(Stored data)
■ ■ ■ ■ ■
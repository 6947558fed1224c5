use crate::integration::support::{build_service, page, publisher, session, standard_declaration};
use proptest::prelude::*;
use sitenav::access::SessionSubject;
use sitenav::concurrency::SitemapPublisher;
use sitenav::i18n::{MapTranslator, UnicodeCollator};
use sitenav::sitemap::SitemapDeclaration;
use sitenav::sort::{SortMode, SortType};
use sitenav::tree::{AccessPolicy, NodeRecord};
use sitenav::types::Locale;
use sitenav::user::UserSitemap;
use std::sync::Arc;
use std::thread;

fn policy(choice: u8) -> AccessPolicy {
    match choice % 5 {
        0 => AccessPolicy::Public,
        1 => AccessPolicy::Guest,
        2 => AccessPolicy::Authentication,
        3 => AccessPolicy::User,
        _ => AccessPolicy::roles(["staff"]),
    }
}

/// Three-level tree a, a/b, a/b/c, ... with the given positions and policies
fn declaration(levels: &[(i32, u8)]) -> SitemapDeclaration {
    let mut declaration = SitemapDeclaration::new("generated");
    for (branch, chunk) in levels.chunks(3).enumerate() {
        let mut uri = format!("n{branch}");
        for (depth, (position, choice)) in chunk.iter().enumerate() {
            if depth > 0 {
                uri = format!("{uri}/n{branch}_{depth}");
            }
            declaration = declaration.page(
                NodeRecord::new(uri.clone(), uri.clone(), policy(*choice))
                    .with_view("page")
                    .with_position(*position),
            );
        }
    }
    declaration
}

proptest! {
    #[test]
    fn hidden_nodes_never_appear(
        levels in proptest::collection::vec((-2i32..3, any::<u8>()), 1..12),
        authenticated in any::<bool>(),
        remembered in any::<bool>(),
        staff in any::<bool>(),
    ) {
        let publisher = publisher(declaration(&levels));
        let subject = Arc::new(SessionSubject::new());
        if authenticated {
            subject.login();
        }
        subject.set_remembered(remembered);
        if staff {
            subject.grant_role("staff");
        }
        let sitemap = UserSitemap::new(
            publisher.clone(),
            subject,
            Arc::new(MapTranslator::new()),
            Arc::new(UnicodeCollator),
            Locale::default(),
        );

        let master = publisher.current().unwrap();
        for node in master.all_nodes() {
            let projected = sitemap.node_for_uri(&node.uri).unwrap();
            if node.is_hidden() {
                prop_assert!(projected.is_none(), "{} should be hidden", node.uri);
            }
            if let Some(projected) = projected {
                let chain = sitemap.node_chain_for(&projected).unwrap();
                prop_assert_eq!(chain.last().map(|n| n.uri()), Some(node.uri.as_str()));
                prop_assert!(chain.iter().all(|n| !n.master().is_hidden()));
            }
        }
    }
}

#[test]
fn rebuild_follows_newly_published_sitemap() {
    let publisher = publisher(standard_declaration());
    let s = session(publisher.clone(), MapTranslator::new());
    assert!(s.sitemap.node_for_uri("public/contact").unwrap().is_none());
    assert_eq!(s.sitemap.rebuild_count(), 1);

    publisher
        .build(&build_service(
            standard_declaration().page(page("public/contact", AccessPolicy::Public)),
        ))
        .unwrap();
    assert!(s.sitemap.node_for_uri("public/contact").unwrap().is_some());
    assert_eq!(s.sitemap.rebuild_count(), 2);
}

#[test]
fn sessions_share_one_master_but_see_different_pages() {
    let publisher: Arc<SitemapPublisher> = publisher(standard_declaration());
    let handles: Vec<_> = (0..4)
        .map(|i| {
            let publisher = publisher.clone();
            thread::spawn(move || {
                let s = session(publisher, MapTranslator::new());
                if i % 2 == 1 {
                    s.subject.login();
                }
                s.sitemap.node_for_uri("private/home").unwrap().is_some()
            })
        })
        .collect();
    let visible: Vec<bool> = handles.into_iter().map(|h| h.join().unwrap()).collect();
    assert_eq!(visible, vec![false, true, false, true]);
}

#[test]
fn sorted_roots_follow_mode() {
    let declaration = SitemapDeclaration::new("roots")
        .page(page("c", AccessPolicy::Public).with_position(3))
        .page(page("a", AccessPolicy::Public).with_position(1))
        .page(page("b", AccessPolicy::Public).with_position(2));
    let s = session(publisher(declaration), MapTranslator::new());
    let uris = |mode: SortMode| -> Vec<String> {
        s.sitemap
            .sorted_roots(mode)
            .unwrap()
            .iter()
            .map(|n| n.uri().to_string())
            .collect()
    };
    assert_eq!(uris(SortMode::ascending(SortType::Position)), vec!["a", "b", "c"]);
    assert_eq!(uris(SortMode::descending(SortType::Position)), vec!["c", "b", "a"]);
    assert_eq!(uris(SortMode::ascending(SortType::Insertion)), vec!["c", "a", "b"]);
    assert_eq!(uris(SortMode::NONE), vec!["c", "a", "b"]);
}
■ ■ ■ ■ ■
ASSIGNMENT: All of the records must be retyped exactly as they are.

REPLY TO THE TASK:
repository 6947558fed1224c5
use crate::integration::support::{build_service, page, publisher, session, standard_declaration};
use proptest::prelude::*;
use sitenav::access::SessionSubject;
use sitenav::concurrency::SitemapPublisher;
use sitenav::i18n::{MapTranslator, UnicodeCollator};
use sitenav::sitemap::SitemapDeclaration;
use sitenav::sort::{SortMode, SortType};
use sitenav::tree::{AccessPolicy, NodeRecord};
use sitenav::types::Locale;
use sitenav::user::UserSitemap;
use std::sync::Arc;
use std::thread;

fn policy(choice: u8) -> AccessPolicy {
    match choice % 5 {
        0 => AccessPolicy::Public,
        1 => AccessPolicy::Guest,
        2 => AccessPolicy::Authentication,
        3 => AccessPolicy::User,
        _ => AccessPolicy::roles(["staff"]),
    }
}

/// Three-level tree a, a/b, a/b/c, ... with the given positions and policies
fn declaration(levels: &[(i32, u8)]) -> SitemapDeclaration {
    let mut declaration = SitemapDeclaration::new("generated");
    for (branch, chunk) in levels.chunks(3).enumerate() {
        let mut uri = format!("n{branch}");
        for (depth, (position, choice)) in chunk.iter().enumerate() {
            if depth > 0 {
                uri = format!("{uri}/n{branch}_{depth}");
            }
            declaration = declaration.page(
                NodeRecord::new(uri.clone(), uri.clone(), policy(*choice))
                    .with_view("page")
                    .with_position(*position),
            );
        }
    }
    declaration
}

proptest! {
    #[test]
    fn hidden_nodes_never_appear(
        levels in proptest::collection::vec((-2i32..3, any::<u8>()), 1..12),
        authenticated in any::<bool>(),
        remembered in any::<bool>(),
        staff in any::<bool>(),
    ) {
        let publisher = publisher(declaration(&levels));
        let subject = Arc::new(SessionSubject::new());
        if authenticated {
            subject.login();
        }
        subject.set_remembered(remembered);
        if staff {
            subject.grant_role("staff");
        }
        let sitemap = UserSitemap::new(
            publisher.clone(),
            subject,
            Arc::new(MapTranslator::new()),
            Arc::new(UnicodeCollator),
            Locale::default(),
        );

        let master = publisher.current().unwrap();
        for node in master.all_nodes() {
            let projected = sitemap.node_for_uri(&node.uri).unwrap();
            if node.is_hidden() {
                prop_assert!(projected.is_none(), "{} should be hidden", node.uri);
            }
            if let Some(projected) = projected {
                let chain = sitemap.node_chain_for(&projected).unwrap();
                prop_assert_eq!(chain.last().map(|n| n.uri()), Some(node.uri.as_str()));
                prop_assert!(chain.iter().all(|n| !n.master().is_hidden()));
            }
        }
    }
}

#[test]
fn rebuild_follows_newly_published_sitemap() {
    let publisher = publisher(standard_declaration());
    let s = session(publisher.clone(), MapTranslator::new());
    assert!(s.sitemap.node_for_uri("public/contact").unwrap().is_none());
    assert_eq!(s.sitemap.rebuild_count(), 1);

    publisher
        .build(&build_service(
            standard_declaration().page(page("public/contact", AccessPolicy::Public)),
        ))
        .unwrap();
    assert!(s.sitemap.node_for_uri("public/contact").unwrap().is_some());
    assert_eq!(s.sitemap.rebuild_count(), 2);
}

#[test]
fn sessions_share_one_master_but_see_different_pages() {
    let publisher: Arc<SitemapPublisher> = publisher(standard_declaration());
    let handles: Vec<_> = (0..4)
        .map(|i| {
            let publisher = publisher.clone();
            thread::spawn(move || {
                let s = session(publisher, MapTranslator::new());
                if i % 2 == 1 {
                    s.subject.login();
                }
                s.sitemap.node_for_uri("private/home").unwrap().is_some()
            })
        })
        .collect();
    let visible: Vec<bool> = handles.into_iter().map(|h| h.join().unwrap()).collect();
    assert_eq!(visible, vec![false, true, false, true]);
}

#[test]
fn sorted_roots_follow_mode() {
    let declaration = SitemapDeclaration::new("roots")
        .page(page("c", AccessPolicy::Public).with_position(3))
        .page(page("a", AccessPolicy::Public).with_position(1))
        .page(page("b", AccessPolicy::Public).with_position(2));
    let s = session(publisher(declaration), MapTranslator::new());
    let uris = |mode: SortMode| -> Vec<String> {
        s.sitemap
            .sorted_roots(mode)
            .unwrap()
            .iter()
            .map(|n| n.uri().to_string())
            .collect()
    };
    assert_eq!(uris(SortMode::ascending(SortType::Position)), vec!["a", "b", "c"]);
    assert_eq!(uris(SortMode::descending(SortType::Position)), vec!["c", "b", "a"]);
    assert_eq!(uris(SortMode::ascending(SortType::Insertion)), vec!["c", "a", "b"]);
    assert_eq!(uris(SortMode::NONE), vec!["c", "a", "b"]);
}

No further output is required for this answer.